Many of the fond’s documents are devoted to issues of ancient Jewish history and Jewish-Christian relations. Among these are methodological materials on the study of Biblical history at religious seminaries; information on the teaching of Hebrew at the Kiev Theological Academy, and on the research and teaching activities of the Department of Hebrew and Biblical Archeology; personal and official documents of A. A. Glagolev, V. F. Ivanitskii, V. P. Rybinskii, and other of the academy’s Hebraica specialists; information on the acceptance of Jewish converts to Christianity among Kiev Theological Academy students; and instructions of the Holy Synod on opening a department of “anti-Jewish missionary work” at the academy (1893).
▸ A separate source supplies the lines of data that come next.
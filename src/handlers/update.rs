use axum::{extract::State, http::StatusCode, response::Json};
use chrono::Utc;
use std::sync::Arc;

use crate::handlers::AppState;
use crate::models::{DashboardAction, UpdateResult};
use crate::update::UpdateError;
use crate::utils::format_duration;

/// POST /update - Spustí update skript a vrátí jeho výsledek
pub async fn run_update(State(state): State<Arc<AppState>>) -> (StatusCode, Json<UpdateResult>) {
    let mut ticket = match state.updater.try_start() {
        Ok(ticket) => ticket,
        Err(e) => {
            tracing::warn!("Rejected update request: {}", e);
            return (
                StatusCode::CONFLICT,
                Json(UpdateResult::failed("Update already in progress", e.to_string())),
            );
        }
    };

    state.dispatch(DashboardAction::UpdateStarted).await;

    // Běh i výsledek patří samostatnému tasku, odpojení klienta update nepřeruší
    let task_state = state.clone();
    let task = tokio::spawn(async move {
        let result = ticket.run().await;

        // Snapshot se aktualizuje dřív, než ticket uvolní runner
        match &result {
            Ok(output) => {
                tracing::info!("System updated successfully in {}", format_duration(output.elapsed));
                task_state
                    .dispatch(DashboardAction::UpdateSucceeded { at: Utc::now() })
                    .await;
            }
            Err(e) => {
                tracing::error!("Update failed: {}", e);
                task_state
                    .dispatch(DashboardAction::UpdateFailed {
                        message: failure_message(e),
                    })
                    .await;
            }
        }

        drop(ticket);
        result
    });

    match task.await {
        Ok(Ok(output)) => (StatusCode::OK, Json(UpdateResult::succeeded(output.stdout))),
        Ok(Err(e)) => (
            StatusCode::INTERNAL_SERVER_ERROR,
            Json(UpdateResult::failed("Update failed", e.to_string())),
        ),
        Err(e) => {
            tracing::error!("Update task panicked: {}", e);
            state
                .dispatch(DashboardAction::UpdateFailed {
                    message: "Update failed: internal error".to_string(),
                })
                .await;
            (
                StatusCode::INTERNAL_SERVER_ERROR,
                Json(UpdateResult::failed("Update failed", e.to_string())),
            )
        }
    }
}

/// Text pro banner na dashboardu
fn failure_message(e: &UpdateError) -> String {
    match e {
        UpdateError::TimedOut { .. } => "Update timed out. Please try again.".to_string(),
        _ => format!("Update failed: {}", e),
    }
}
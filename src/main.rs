mod config;
mod handlers;
mod models;
mod templates;
mod update;
mod utils;

use anyhow::{Context, Result};
use clap::Parser;
use std::path::PathBuf;
use std::sync::Arc;
use tracing_subscriber::{layer::SubscriberExt, util::SubscriberInitExt};

use config::{UpdateSettings, DEFAULT_ELEVATE_WITH, DEFAULT_SCRIPT_PATH};
use handlers::AppState;
use update::UpdateRunner;

#[derive(Parser, Debug)]
#[command(name = "server-status")]
#[command(about = "Server status dashboard and system update service", long_about = None)]
struct Args {
    /// Host pro HTTP server
    #[arg(long, env = "SERVER_HOST", default_value = "127.0.0.1")]
    host: String,

    /// Port pro HTTP server
    #[arg(short, long, env = "PORT", default_value = "3001")]
    port: u16,

    /// Cesta k update skriptu
    #[arg(long, env = "UPDATE_SCRIPT", default_value = DEFAULT_SCRIPT_PATH)]
    script: PathBuf,

    /// Program pro spuštění skriptu se zvýšenými oprávněními
    #[arg(long, env = "UPDATE_ELEVATE_WITH", default_value = DEFAULT_ELEVATE_WITH)]
    elevate_with: String,

    /// Spouštět skript přímo, bez zvýšení oprávnění
    #[arg(long, env = "UPDATE_NO_ELEVATE")]
    no_elevate: bool,

    /// Timeout updatu v sekundách (bez hodnoty = bez timeoutu)
    #[arg(long, env = "UPDATE_TIMEOUT_SECS")]
    timeout_secs: Option<u64>,
}

#[tokio::main]
async fn main() -> Result<()> {
    // Inicializuj logging
    tracing_subscriber::registry()
        .with(
            tracing_subscriber::EnvFilter::try_from_default_env()
                .unwrap_or_else(|_| "server_status=info,tower_http=info".into()),
        )
        .with(tracing_subscriber::fmt::layer())
        .init();

    // Parse CLI argumenty
    let args = Args::parse();

    tracing::info!("Starting server status service...");

    let settings = UpdateSettings::new(
        args.script,
        args.elevate_with,
        args.no_elevate,
        args.timeout_secs,
    );
    let runner = UpdateRunner::new(settings);
    runner.settings().log_warnings();
    tracing::info!("Update command: {}", runner.settings().command_line());

    // Shared state
    let state = Arc::new(AppState::new(runner));
    let app = handlers::router(state);

    // Adresa serveru
    let addr = format!("{}:{}", args.host, args.port);
    let listener = tokio::net::TcpListener::bind(&addr)
        .await
        .with_context(|| format!("Failed to bind {}", addr))?;

    tracing::info!("Server running on http://{}", addr);

    axum::serve(listener, app)
        .with_graceful_shutdown(shutdown_signal())
        .await?;

    tracing::info!("Server stopped");
    Ok(())
}

async fn shutdown_signal() {
    if let Err(e) = tokio::signal::ctrl_c().await {
        tracing::error!("Failed to listen for shutdown signal: {}", e);
        std::future::pending::<()>().await;
    }
    tracing::info!("Shutdown signal received");
}
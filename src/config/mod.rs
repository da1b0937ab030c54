use std::path::PathBuf;
use std::time::Duration;

/// Výchozí cesta k update skriptu
pub const DEFAULT_SCRIPT_PATH: &str = "/home/project/scripts/update-system.sh";

/// Výchozí program pro zvýšení oprávnění
pub const DEFAULT_ELEVATE_WITH: &str = "sudo";

/// Nastavení update služby (sestavené z CLI argumentů)
#[derive(Debug, Clone)]
pub struct UpdateSettings {
    pub script: PathBuf,
    /// Program, kterým se skript spouští (např. `sudo`), `None` = přímo
    pub elevate_with: Option<String>,
    pub timeout: Option<Duration>,
}

impl Default for UpdateSettings {
    fn default() -> Self {
        Self {
            script: PathBuf::from(DEFAULT_SCRIPT_PATH),
            elevate_with: Some(DEFAULT_ELEVATE_WITH.to_string()),
            timeout: None,
        }
    }
}

impl UpdateSettings {
    pub fn new(
        script: PathBuf,
        elevate_with: String,
        no_elevate: bool,
        timeout_secs: Option<u64>,
    ) -> Self {
        let elevate_with = elevate_with.trim().to_string();
        let elevate_with = if no_elevate || elevate_with.is_empty() {
            None
        } else {
            Some(elevate_with)
        };

        Self {
            script,
            elevate_with,
            timeout: timeout_secs.filter(|s| *s > 0).map(Duration::from_secs),
        }
    }

    /// Sestaví příkazovou řádku pro `sh -c`
    pub fn command_line(&self) -> String {
        let script = shell_quote(&self.script.to_string_lossy());
        match &self.elevate_with {
            Some(program) => format!("{} {}", program, script),
            None => script,
        }
    }

    /// Zaloguje varování ke konfiguraci (cesta ke skriptu se dál nevaliduje)
    pub fn log_warnings(&self) {
        if !self.script.exists() {
            tracing::warn!(
                "Update script {} does not exist, updates will fail",
                self.script.display()
            );
        }

        if let Some(program) = &self.elevate_with {
            tracing::warn!(
                "Update script runs with elevated privileges via '{}'",
                program
            );
        }

        if self.timeout.is_none() {
            tracing::info!("No update timeout configured, a hung script blocks its request");
        }
    }
}

/// Obalí hodnotu do apostrofů pro POSIX shell
fn shell_quote(value: &str) -> String {
    if !value.is_empty()
        && value
            .chars()
            .all(|c| c.is_ascii_alphanumeric() || "/._-+:=".contains(c))
    {
        return value.to_string();
    }

    format!("'{}'", value.replace('\'', r"'\''"))
}
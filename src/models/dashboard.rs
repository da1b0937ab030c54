use chrono::{DateTime, Duration, Utc};
use serde::Serialize;

use super::service::{default_services, ServiceDescriptor};

/// Snapshot stavu dashboardu. Nemění se na místě, nový vzniká přes `reduce`.
#[derive(Debug, Clone, PartialEq, Serialize)]
#[serde(rename_all = "camelCase")]
pub struct DashboardState {
    pub services: Vec<ServiceDescriptor>,
    pub is_updating: bool,
    pub update_error: Option<String>,
}

impl DashboardState {
    pub fn new(now: DateTime<Utc>) -> Self {
        Self {
            services: default_services(now),
            is_updating: false,
            update_error: None,
        }
    }
}

#[derive(Debug, Clone)]
pub enum DashboardAction {
    UpdateStarted,
    UpdateSucceeded { at: DateTime<Utc> },
    UpdateFailed { message: String },
}

/// Vrátí nový snapshot po aplikaci akce
pub fn reduce(state: &DashboardState, action: DashboardAction) -> DashboardState {
    match action {
        DashboardAction::UpdateStarted => DashboardState {
            services: state.services.clone(),
            is_updating: true,
            update_error: None,
        },
        DashboardAction::UpdateSucceeded { at } => DashboardState {
            services: state
                .services
                .iter()
                .map(|service| ServiceDescriptor {
                    last_updated: restamp(service.last_updated, at),
                    ..service.clone()
                })
                .collect(),
            is_updating: false,
            update_error: None,
        },
        DashboardAction::UpdateFailed { message } => DashboardState {
            services: state.services.clone(),
            is_updating: false,
            update_error: Some(message),
        },
    }
}

// Nový čas musí být vždy ostře větší než předchozí
fn restamp(previous: DateTime<Utc>, at: DateTime<Utc>) -> DateTime<Utc> {
    if at > previous {
        at
    } else {
        previous + Duration::milliseconds(1)
    }
}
There is also correspondence of the Committee on Religious Censorship on research publications and translations from the Hebrew on Biblical history; on allowing publication of the books A Rabbi’s Supplement to the Book of Samuel in Answer to Jews’ Objections that New Testament Writers Supposedly Applied Old Testament Traditions to Jesus Christ that Did Not Pertain to Him (1830) and A Certain Something about the Present and Past of the Jews (1868); and there are student compositions on the subjects of “Kingly Power among the Ancient Jews according to Mosaic Law and Biblical-Historical Attestations”; “Saul and his Reign”; “The Theology of the Prophets Amos and Hosea, and its Relationship to the Religious-Moral Doctrine of the Pentateuch”; “The Holy Prophet Daniel, his Time, Life, and Activity”; “The Kingdom of the World and the Kingdom of God as Portrayed by the Book of the Prophet Daniel”; “The Attitude of Jews toward Persons of Other Lands and Faiths according to Biblical Attestations”; etc.
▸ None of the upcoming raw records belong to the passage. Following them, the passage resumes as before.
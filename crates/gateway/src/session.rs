//! WebSocket session actor
//!
//! One actor per client connection. The actor owns the transport side of
//! the lifecycle: it binds the connection into the coordinator when the
//! stream starts, forwards cluster deliveries out to the client, and
//! reports teardown so the leave hooks run while the connection is still
//! addressable.

use crate::adapter::ClusterAdapter;
use crate::lifecycle::LifecycleCoordinator;
use crate::query::ClusterQueryProtocol;
use crate::registry::{ClientSink, ConnectionId, ConnectionInfo};
use actix::{Actor, ActorContext, ActorFutureExt, AsyncContext, Handler, StreamHandler, WrapFuture};
use actix_web_actors::ws;
use serde::{Deserialize, Serialize};
use socket_gateway_core::error::GatewayError;
use std::sync::Arc;
use std::time::{Duration, Instant};
use tokio::sync::mpsc;

/// WebSocket connection heartbeat interval (30 seconds)
const HEARTBEAT_INTERVAL: Duration = Duration::from_secs(30);

/// Client timeout (60 seconds - 2 missed heartbeats)
const CLIENT_TIMEOUT: Duration = Duration::from_secs(60);

/// Event delivered to this client from the registry or a query result.
#[derive(actix::Message)]
#[rtype(result = "()")]
pub struct OutboundEvent(pub String);

/// WebSocket session actor
pub struct GatewaySession {
    info: ConnectionInfo,
    coordinator: Arc<LifecycleCoordinator>,
    adapter: Arc<ClusterAdapter>,
    query: Arc<ClusterQueryProtocol>,
    max_payload_bytes: usize,
    hb: Instant,
    sink: ClientSink,
    outbound: Option<mpsc::UnboundedReceiver<String>>,
}

impl GatewaySession {
    pub fn new(
        info: ConnectionInfo,
        coordinator: Arc<LifecycleCoordinator>,
        adapter: Arc<ClusterAdapter>,
        query: Arc<ClusterQueryProtocol>,
        max_payload_bytes: usize,
    ) -> Self {
        let (tx, rx) = mpsc::unbounded_channel();
        Self {
            info,
            coordinator,
            adapter,
            query,
            max_payload_bytes,
            hb: Instant::now(),
            sink: ClientSink::new(tx),
            outbound: Some(rx),
        }
    }

    pub fn connection_id(&self) -> ConnectionId {
        self.info.id
    }

    /// Start heartbeat process
    fn start_heartbeat(&self, ctx: &mut ws::WebsocketContext<Self>) {
        ctx.run_interval(HEARTBEAT_INTERVAL, |act, ctx| {
            if Instant::now().duration_since(act.hb) > CLIENT_TIMEOUT {
                tracing::warn!(
                    connection_id = %act.info.id,
                    "Client heartbeat timeout, disconnecting"
                );
                ctx.stop();
                return;
            }
            ctx.ping(b"");
        });
    }

    /// Bridge registry deliveries into this actor's mailbox.
    fn start_outbound_forwarder(&mut self, ctx: &mut ws::WebsocketContext<Self>) {
        let Some(mut rx) = self.outbound.take() else {
            return;
        };
        let addr = ctx.address();
        actix::spawn(async move {
            while let Some(text) = rx.recv().await {
                if addr.try_send(OutboundEvent(text)).is_err() {
                    break;
                }
            }
        });
    }

    /// Handle a parsed client message.
    fn handle_client_message(&mut self, msg: ClientMessage, ctx: &mut ws::WebsocketContext<Self>) {
        match msg {
            ClientMessage::Broadcast { room, payload } => {
                let adapter = self.adapter.clone();
                let namespace = self.info.namespace;
                let connection_id = self.info.id;
                actix::spawn(async move {
                    let result = match &room {
                        Some(room) => adapter.broadcast_to_room(namespace, room, payload).await,
                        None => adapter.broadcast_to_namespace(namespace, payload).await,
                    };
                    if let Err(e) = result {
                        tracing::warn!(
                            connection_id = %connection_id,
                            room = ?room,
                            error = %e,
                            "Broadcast rejected"
                        );
                    }
                });
            }
            ClientMessage::RoomMembers { rooms } => {
                let query = self.query.clone();
                let namespace = self.info.namespace;
                let connection_id = self.info.id;
                let addr = ctx.address();
                actix::spawn(async move {
                    match query.query_rooms(namespace, &rooms).await {
                        Ok(connection_ids) => {
                            let event = ServerEvent::RoomMembers { connection_ids };
                            match serde_json::to_string(&event) {
                                Ok(text) => {
                                    let _ = addr.try_send(OutboundEvent(text));
                                }
                                Err(e) => {
                                    tracing::error!(error = %e, "Failed to encode query result");
                                }
                            }
                        }
                        Err(e) => {
                            tracing::warn!(
                                connection_id = %connection_id,
                                error = %e,
                                "Room membership query failed"
                            );
                        }
                    }
                });
            }
            ClientMessage::Ping => {
                ctx.pong(b"");
            }
            ClientMessage::Pong => {
                self.hb = Instant::now();
            }
        }
    }
}

impl Actor for GatewaySession {
    type Context = ws::WebsocketContext<Self>;

    fn started(&mut self, ctx: &mut Self::Context) {
        tracing::info!(
            connection_id = %self.info.id,
            namespace = %self.info.namespace,
            user_id = %self.info.auth.user_id,
            "WebSocket connection established"
        );

        self.start_heartbeat(ctx);
        self.start_outbound_forwarder(ctx);

        // Register with the coordinator before any client frame is
        // processed; a policy refusal closes the socket.
        let coordinator = self.coordinator.clone();
        let info = self.info.clone();
        let sink = self.sink.clone();
        ctx.wait(
            async move { coordinator.on_connect(info, sink).await }
                .into_actor(self)
                .map(|result, act, ctx| {
                    if let Err(e) = result {
                        tracing::warn!(
                            connection_id = %act.info.id,
                            error = %e,
                            "Connection refused during setup"
                        );
                        ctx.close(Some(ws::CloseCode::Policy.into()));
                        ctx.stop();
                    }
                }),
        );
    }

    fn stopped(&mut self, _ctx: &mut Self::Context) {
        tracing::info!(connection_id = %self.info.id, "WebSocket connection closed");

        // The disconnecting report may already have run; both transitions
        // are guarded against repeats.
        let coordinator = self.coordinator.clone();
        let id = self.info.id;
        actix::spawn(async move {
            coordinator.on_disconnecting(id).await;
            coordinator.on_closed(id).await;
        });
    }
}

impl Handler<OutboundEvent> for GatewaySession {
    type Result = ();

    fn handle(&mut self, msg: OutboundEvent, ctx: &mut Self::Context) -> Self::Result {
        ctx.text(msg.0);
    }
}

impl StreamHandler<Result<ws::Message, ws::ProtocolError>> for GatewaySession {
    fn handle(&mut self, msg: Result<ws::Message, ws::ProtocolError>, ctx: &mut Self::Context) {
        match msg {
            Ok(ws::Message::Ping(msg)) => {
                self.hb = Instant::now();
                ctx.pong(&msg);
            }
            Ok(ws::Message::Pong(_)) => {
                self.hb = Instant::now();
            }
            Ok(ws::Message::Text(text)) => {
                if text.len() > self.max_payload_bytes {
                    tracing::warn!(
                        connection_id = %self.info.id,
                        size = text.len(),
                        limit = self.max_payload_bytes,
                        "Frame exceeds payload cap, closing"
                    );
                    ctx.close(Some(ws::CloseCode::Size.into()));
                    ctx.stop();
                    return;
                }
                match serde_json::from_str::<ClientMessage>(&text) {
                    Ok(msg) => self.handle_client_message(msg, ctx),
                    Err(e) => {
                        tracing::error!(
                            connection_id = %self.info.id,
                            error = %e,
                            "Failed to parse client message"
                        );
                    }
                }
            }
            Ok(ws::Message::Binary(_)) => {
                tracing::warn!(connection_id = %self.info.id, "Binary frames not supported");
            }
            Ok(ws::Message::Close(reason)) => {
                tracing::info!(connection_id = %self.info.id, reason = ?reason, "Close received");
                // Run the disconnecting transition while the connection is
                // still addressable, then finish closing.
                let coordinator = self.coordinator.clone();
                let id = self.info.id;
                ctx.wait(
                    async move { coordinator.on_disconnecting(id).await }
                        .into_actor(self)
                        .map(move |_, _act, ctx| {
                            ctx.close(reason);
                            ctx.stop();
                        }),
                );
            }
            Ok(ws::Message::Continuation(_)) => {
                tracing::warn!(connection_id = %self.info.id, "Continuation frames not supported");
            }
            Ok(ws::Message::Nop) => {}
            Err(e) => {
                let teardown = GatewayError::TransportTeardown(e.to_string());
                tracing::warn!(connection_id = %self.info.id, error = %teardown, "Protocol error, closing");
                ctx.stop();
            }
        }
    }
}

/// Messages clients send over the socket.
#[derive(Debug, Clone, Serialize, Deserialize)]
#[serde(tag = "type", rename_all = "snake_case")]
pub enum ClientMessage {
    /// Broadcast a payload to a room, or the whole namespace when `room`
    /// is absent.
    Broadcast {
        #[serde(skip_serializing_if = "Option::is_none")]
        room: Option<String>,
        payload: serde_json::Value,
    },

    /// Ask which connection ids this process holds in these rooms.
    RoomMembers { rooms: Vec<String> },

    Ping,
    Pong,
}

/// Events the gateway sends to clients.
#[derive(Debug, Clone, Serialize, Deserialize)]
#[serde(tag = "type", rename_all = "snake_case")]
pub enum ServerEvent {
    RoomMembers { connection_ids: Vec<ConnectionId> },
}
- Administrative/biographical history:
-
This was established on the basis of the reorganized Kiev-Mogila Academy, which had existed since the seventeenth century (receiving the status of academy in 1701). The Kiev Theological Academy offered higher education in theology, and was under the jurisdiction of the Department of the Orthodox Confession and the Holy Synod. It was in turn in charge of secondary religious educational institutions of the Kiev Religious-Educational District, which encompassed several provinces of western, southwestern, and southern Russia (from the Minsk to the Tiflis province). The Committee on Religious Censorship, which checked works and translations with religious content, operated at the Kiev Theological Academy from 1824-71. Internally, the Kiev Theological Academy was overseen until 1869 by its so-called conference [konferentsiia], and later by its council and administration, headed by a rector. It had a four-year curriculum. Per its 1869 charter (which subsequently underwent numerous revisions), the academy had theological, ecclesiastical-historical, and ecclesiastical-practical departments.
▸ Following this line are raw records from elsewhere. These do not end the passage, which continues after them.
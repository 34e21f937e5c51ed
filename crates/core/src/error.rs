//! Error types shared across the socket gateway

/// Convenience alias used throughout the gateway crates.
pub type Result<T> = std::result::Result<T, GatewayError>;

/// Unified error type for the gateway core.
///
/// Connection-scoped variants (`AuthMissing`, `PayloadTooLarge`,
/// `TransportTeardown`) are handled by closing the offending connection.
/// Broker-scoped variants degrade capability and are logged centrally;
/// none of them terminate the process.
#[derive(Debug, thiserror::Error)]
pub enum GatewayError {
    #[error("No authentication material present in handshake")]
    AuthMissing,

    #[error("Broker unavailable: {0}")]
    BrokerUnavailable(String),

    #[error("Query collection window elapsed")]
    QueryTimeout,

    #[error("Transport teardown failed: {0}")]
    TransportTeardown(String),

    #[error("Payload of {size} bytes exceeds limit of {limit} bytes")]
    PayloadTooLarge { size: usize, limit: usize },

    #[error("Serialization error: {0}")]
    Serialization(#[from] serde_json::Error),

    #[error("Configuration error: {message}")]
    ConfigurationError {
        message: String,
        key: Option<String>,
    },
}

impl GatewayError {
    /// True when the error affects a single connection rather than the
    /// broker or the process.
    pub fn is_connection_scoped(&self) -> bool {
        matches!(
            self,
            GatewayError::AuthMissing
                | GatewayError::PayloadTooLarge { .. }
                | GatewayError::TransportTeardown(_)
        )
    }
}
//! Cluster wire protocol
//!
//! Every message exchanged between gateway processes over the broker is a
//! `ClusterMessage`. The envelope carries the channel key it was published
//! on, the originating node id (so a process can skip its own broadcasts),
//! the target namespace, and an internally tagged operation.
//!
//! The broker gives per-channel delivery order only; operations on
//! independent rooms may be observed in different relative orders by
//! different processes, and duplicates must be tolerated.

use crate::namespace::Namespace;
use crate::registry::ConnectionId;
use serde::{Deserialize, Serialize};
use socket_gateway_core::error::GatewayError;
use uuid::Uuid;

/// Envelope for all cross-process traffic.
#[derive(Debug, Clone, Serialize, Deserialize)]
pub struct ClusterMessage {
    /// Broker channel this message was published on
    pub channel_key: String,
    /// Node that originated the message
    pub origin: Uuid,
    /// Target namespace; consumers ignore messages for namespaces they do
    /// not route
    pub namespace: Namespace,
    #[serde(flatten)]
    pub op: ClusterOp,
}

/// Operation kinds replicated across the cluster.
#[derive(Debug, Clone, Serialize, Deserialize)]
#[serde(tag = "op", rename_all = "snake_case")]
pub enum ClusterOp {
    /// Replay a broadcast to local matching connections. `room: None`
    /// targets the whole namespace.
    Broadcast {
        room: Option<String>,
        payload: serde_json::Value,
    },

    /// Advisory: a connection joined a room on the origin process.
    Join {
        connection_id: ConnectionId,
        room: String,
    },

    /// Advisory: a connection left a room on the origin process.
    Leave {
        connection_id: ConnectionId,
        room: String,
    },

    /// Ask every process for its local members of the listed rooms.
    QueryRequest {
        request_id: Uuid,
        rooms: Vec<String>,
    },

    /// One process's local answer to a `QueryRequest`.
    QueryResponse {
        request_id: Uuid,
        connection_ids: Vec<ConnectionId>,
    },
}

impl ClusterMessage {
    pub fn new(channel_key: String, origin: Uuid, namespace: Namespace, op: ClusterOp) -> Self {
        Self {
            channel_key,
            origin,
            namespace,
            op,
        }
    }

    /// Serialize for broker transmission.
    pub fn encode(&self) -> Result<Vec<u8>, GatewayError> {
        Ok(serde_json::to_vec(self)?)
    }

    /// Deserialize a broker payload.
    pub fn decode(bytes: &[u8]) -> Result<Self, GatewayError> {
        Ok(serde_json::from_slice(bytes)?)
    }
}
Activities of some of the academy’s sub-faculties (those of Holy Scripture and the Old Testament, Hebrew and Biblical Archeology, and Biblical History) in one way or another dealt with Hebrew and ancient Jewish history; and Hebrew was taught as an elective. Much of the research produced by Kiev Theological Academy personnel, and many of the students’ essays, were devoted to Jewish subjects. At the same time, the religious authorities of the Russian Empire repeatedly sought to use the authority of the Kiev Theological Academy to carry out official antisemitic policy. The Kiev Theological Academy was closed in April 1919 upon the establishment of Soviet power in Kiev (and briefly renewed activities in August-December of that year under the Denikin regime).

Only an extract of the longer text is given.